Detroit Lions defensive tackle Ndamukong Suh (90) rushes

Detroit Lions defensive tackle Ndamukong Suh (90) rushes the quarterback during the second quarter of a against the Houston Texans at Ford Field. (Nov. 22, 2012) Credit: AP

DETROIT -- Are the Lions for real?

Detroit owns the best defense in the NFL, one spot ahead of Sunday's opponent, the Jets. But while Rex Ryan always builds his teams around a dominant defense, the Lions' status is somewhat of a surprise.

Detroit has allowed an average of 244.3 yards per game and the Jets are second, surrendering 268.3.

Lions defensive coordinator Teryl Austin bristled at the suggestion that his unit's performance has exceeded expectations.

"I don't think there's anything surprising," he said. "Our guys work really hard and they're playing really well together. That's kind of what we expected. We expected them to play well together and we'll try to continue to improve and continue to play well with each other, play within the scheme and do the things that we're supposed to do. I'm not surprised that we're playing well because they've practiced well."

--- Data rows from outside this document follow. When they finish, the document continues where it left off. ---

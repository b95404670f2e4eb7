//! Planned file-operation records.
//!
//! These records are the exact contract between the planner and the
//! executor. Operations carry no required ordering relative to each other:
//! each is safe to execute independently and batches may be de-duplicated
//! by record identity.

use std::fmt;
use std::path::{Path, PathBuf};

use serde::{Deserialize, Serialize};

/// One planned filesystem operation.
///
/// Wire shape: `{"op":"delete","path":...}` or
/// `{"op":"copy","from":...,"to":...}`, all paths absolute.
#[derive(Clone, Debug, PartialEq, Eq, Hash, Serialize, Deserialize)]
#[serde(tag = "op", rename_all = "lowercase")]
pub enum FileOp {
    /// Remove `path` recursively if it exists.
    Delete {
        /// Absolute path to remove.
        path: PathBuf,
    },
    /// Copy `from` recursively to `to`, creating parent directories.
    Copy {
        /// Absolute source path.
        from: PathBuf,
        /// Absolute destination path.
        to: PathBuf,
    },
}

impl FileOp {
    /// Build a delete operation.
    pub fn delete(path: impl Into<PathBuf>) -> Self {
        FileOp::Delete { path: path.into() }
    }

    /// Build a copy operation.
    pub fn copy(from: impl Into<PathBuf>, to: impl Into<PathBuf>) -> Self {
        FileOp::Copy {
            from: from.into(),
            to: to.into(),
        }
    }

    /// The path this operation writes to or removes.
    pub fn destination(&self) -> &Path {
        match self {
            FileOp::Delete { path } => path,
            FileOp::Copy { to, .. } => to,
        }
    }
}

impl fmt::Display for FileOp {
    fn fmt(&self, f: &mut fmt::Formatter<'_>) -> fmt::Result {
        match self {
            FileOp::Delete { path } => write!(f, "delete {}", path.display()),
            FileOp::Copy { from, to } => {
                write!(f, "copy {} -> {}", from.display(), to.display())
            }
        }
    }
}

Known more for its offensive firepower (see: Matthew Stafford and Calvin Johnson), Detroit does have impact players on defense. The unit is led by dominant All-Pro defensive tackle Ndamukong Suh and outside linebacker DeAndre Levy, an outstanding pass defender.

But the Lions' defense suffered a huge blow during last week's win over the Packers when middle linebacker and defensive signal caller Stephen Tulloch was lost for the season when he tore his left ACL while celebrating a sack of Aaron Rodgers.

Tulloch will be replaced by backup Tahir Whitehead, who is in his third season. Austin is confident in Whitehead's ability.

"He's sudden, he can strike people, he can run people down. He gives you a little bit of a pass rush because he is so fast," Austin said. "We saw that early in [organized team activities] . . . Last week he got thrust into action. The first game we didn't play very much base defense and this game we weren't going to play very much either but then Stephen got hurt, he had to go in and I thought he did a pretty good job."

A key to Detroit's defensive improvement has been eliminating big plays, which has vexed the team in recent years.

"They're demoralizing not just [for the] the defense but for the team," Austin said. "As long as we can continue to keep the ball in front of us and tackle well when they do catch it, we'll be all right."

The Lions have to worry about the Jets' defense, too. Detroit offensive coordinator Joe Lombardi talked about the challenge the Jets present.

"It's a combination of really good players with really good coaches and a really tough scheme," said Lombardi, the grandson of legendary coach Vince Lombardi. "It seems like every play, there's a new defense up there. A new front, a new pressure or a new coverage. It's very difficult to zero in and target this defense . . . they've got a really strong group of players."